Primary Care Sepsis Collaborative
Sepsis can be difficult to recognise and delays in treatment can have a devastating effect on patients and their families. Between summer 2016 and spring 2018 we worked with three NHS boards and the Scottish Ambulance Service to develop test and implement essential elements for prompt and reliable recognition and appropriate response to deteriorating patients in primary care.
Acute Kidney Injury (AKI)
In 2016 SPSP completed a 90 day process report to inform content, delivery and direction of future safety work. Harm from AKI is recognised to cut across boundaries and specialties in both primary and secondary care and is associated with high mortality, adverse long term outcomes and increased healthcare costs.
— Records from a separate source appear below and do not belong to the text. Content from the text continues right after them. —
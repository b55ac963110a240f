//! Named renderer attributes applied as state.

use std::collections::BTreeMap;
use std::mem::size_of;

use crate::core::object::{self, object_accessors};
use crate::core::{
    CopyContext, LoadContext, MemoryAccumulator, Object, ObjectPtr, ObjectType, SaveContext,
    TypeDescription, TypeId, STATE_RENDERABLE,
};
use crate::hash::MurmurHash;
use crate::objects::{hash_members, members_equal};
use crate::util::{InternedString, Result};

use super::{Renderer, StateRenderable};

pub static ATTRIBUTE_STATE: TypeDescription =
    TypeDescription::new(TypeId::ATTRIBUTE_STATE, "AttributeState", Some(&STATE_RENDERABLE));

const IO_VERSION: u32 = 0;
const ATTRIBUTES_ENTRY: &str = "attributes";

/// Attributes set on the renderer when this state is rendered.
#[derive(Debug, Default)]
pub struct AttributeState {
    attributes: BTreeMap<InternedString, ObjectPtr>,
}

impl AttributeState {
    pub fn new() -> Self {
        Self::default()
    }

    pub fn attributes(&self) -> &BTreeMap<InternedString, ObjectPtr> {
        &self.attributes
    }

    pub fn attributes_mut(&mut self) -> &mut BTreeMap<InternedString, ObjectPtr> {
        &mut self.attributes
    }

    pub fn get(&self, name: &str) -> Option<&ObjectPtr> {
        self.attributes.get(name)
    }

    pub fn set(&mut self, name: impl Into<InternedString>, value: ObjectPtr) {
        self.attributes.insert(name.into(), value);
    }
}

impl StateRenderable for AttributeState {
    fn render(&self, renderer: &mut dyn Renderer) -> Result<()> {
        for (name, value) in &self.attributes {
            renderer.set_attribute(name, value)?;
        }
        Ok(())
    }
}

impl Object for AttributeState {
    object_accessors!(ATTRIBUTE_STATE);

    fn copy_from(&mut self, other: &dyn Object, ctx: &mut CopyContext) -> Result<()> {
        let other = object::expect_type::<Self>(&ATTRIBUTE_STATE, other)?;
        self.attributes.clear();
        for (name, value) in &other.attributes {
            self.attributes.insert(name.clone(), ctx.copy(value)?);
        }
        Ok(())
    }

    fn is_equal_to(&self, other: &dyn Object) -> bool {
        object::is_equal_to(self, other)
            && other
                .downcast_ref::<Self>()
                .is_some_and(|o| members_equal(&self.attributes, &o.attributes))
    }

    fn hash(&self, h: &mut MurmurHash) {
        object::hash(self, h);
        hash_members(&self.attributes, h);
    }

    fn memory_usage(&self, acc: &mut MemoryAccumulator) {
        object::memory_usage(acc);
        acc.accumulate(self.attributes.len() * (size_of::<InternedString>() + size_of::<ObjectPtr>()));
        for value in self.attributes.values() {
            acc.accumulate_object(value);
        }
    }

    fn save(&self, ctx: &mut SaveContext<'_>) -> Result<()> {
        let container = ctx.container(ATTRIBUTE_STATE.name, IO_VERSION)?;
        let attributes = container.create_subdirectory(ATTRIBUTES_ENTRY)?;
        for (name, value) in &self.attributes {
            ctx.save(value, &attributes, name)?;
        }
        Ok(())
    }

    fn load(&mut self, ctx: &mut LoadContext<'_>) -> Result<()> {
        let mut version = IO_VERSION;
        let container = ctx.container(ATTRIBUTE_STATE.name, &mut version)?;
        let attributes = container.subdirectory(ATTRIBUTES_ENTRY)?;
        self.attributes.clear();
        for name in attributes.entry_ids() {
            let value = ctx.load(&attributes, &name)?;
            self.attributes.insert(name, value);
        }
        Ok(())
    }

    fn as_state_renderable(&self) -> Option<&dyn StateRenderable> {
        Some(self)
    }
}

impl ObjectType for AttributeState {
    fn static_description() -> &'static TypeDescription {
        &ATTRIBUTE_STATE
    }
}

#[cfg(test)]
mod tests {
    use super::*;
    use crate::data::{BoolData, StringData};
    use crate::io::MemoryIndexedIo;
    use crate::render::{RecordingRenderer, RenderCall};

    fn sample() -> AttributeState {
        let mut a = AttributeState::new();
        a.set("visible", ObjectPtr::new(BoolData::new(true)));
        a.set("name", ObjectPtr::new(StringData::new("ball".into())));
        a
    }

    #[test]
    fn test_render_sets_attributes_in_name_order() {
        let mut r = RecordingRenderer::new();
        sample().render(&mut r).unwrap();
        assert_eq!(
            r.calls,
            [
                RenderCall::SetAttribute("name".into()),
                RenderCall::SetAttribute("visible".into()),
            ]
        );
    }

    #[test]
    fn test_round_trip() {
        let src = ObjectPtr::new(sample());
        let io = MemoryIndexedIo::create();
        src.save(&io, "a").unwrap();
        let loaded = ObjectPtr::load(&io, "a").unwrap();
        assert!(loaded.is_equal_to(&src));
        assert_eq!(loaded.hash(), src.hash());
    }
}
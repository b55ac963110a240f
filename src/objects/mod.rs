//! Generic object containers.

mod compound;
mod matrix;
mod vector;

pub use compound::{CompoundObject, COMPOUND_OBJECT};
pub(crate) use compound::{hash_members, members_equal};
pub use matrix::{ObjectMatrix, OBJECT_MATRIX};
pub use vector::{ObjectVector, OBJECT_VECTOR};

use crate::core::TypeRegistry;

pub(crate) fn register_types(registry: &TypeRegistry) {
    registry.register::<CompoundObject>();
    registry.register::<ObjectVector>();
    registry.register::<ObjectMatrix>();
}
That's why we are working with SPSP Acute Care within Healthcare Improvement Scotland to review the learning from the AKI Collaborative which ran between August 2017 and March 2019. Early scoping work is underway to establish the future direction of this work.
Reducing Pressure Ulcers
From May 2016–December 2017, the Scottish Patient Safety Programme (SPSP) worked in collaboration with Scottish Care, the Care Inspectorate and with the support of five health and social care pilot sites on an improvement programme to reduce pressure ulcers in care homes. This programme had an improvement aim to reduce pressure ulcers in care homes by 50% by December 2017.
The Scottish Patient Safety Programme in Primary Care has developed a number of resources in this change package to reflect the evidence and to provide practices with tools. The measures and resources in this change package will provide insights into how safe and reliable their practice systems are for managing test results, as well as practical suggestions to support improvement.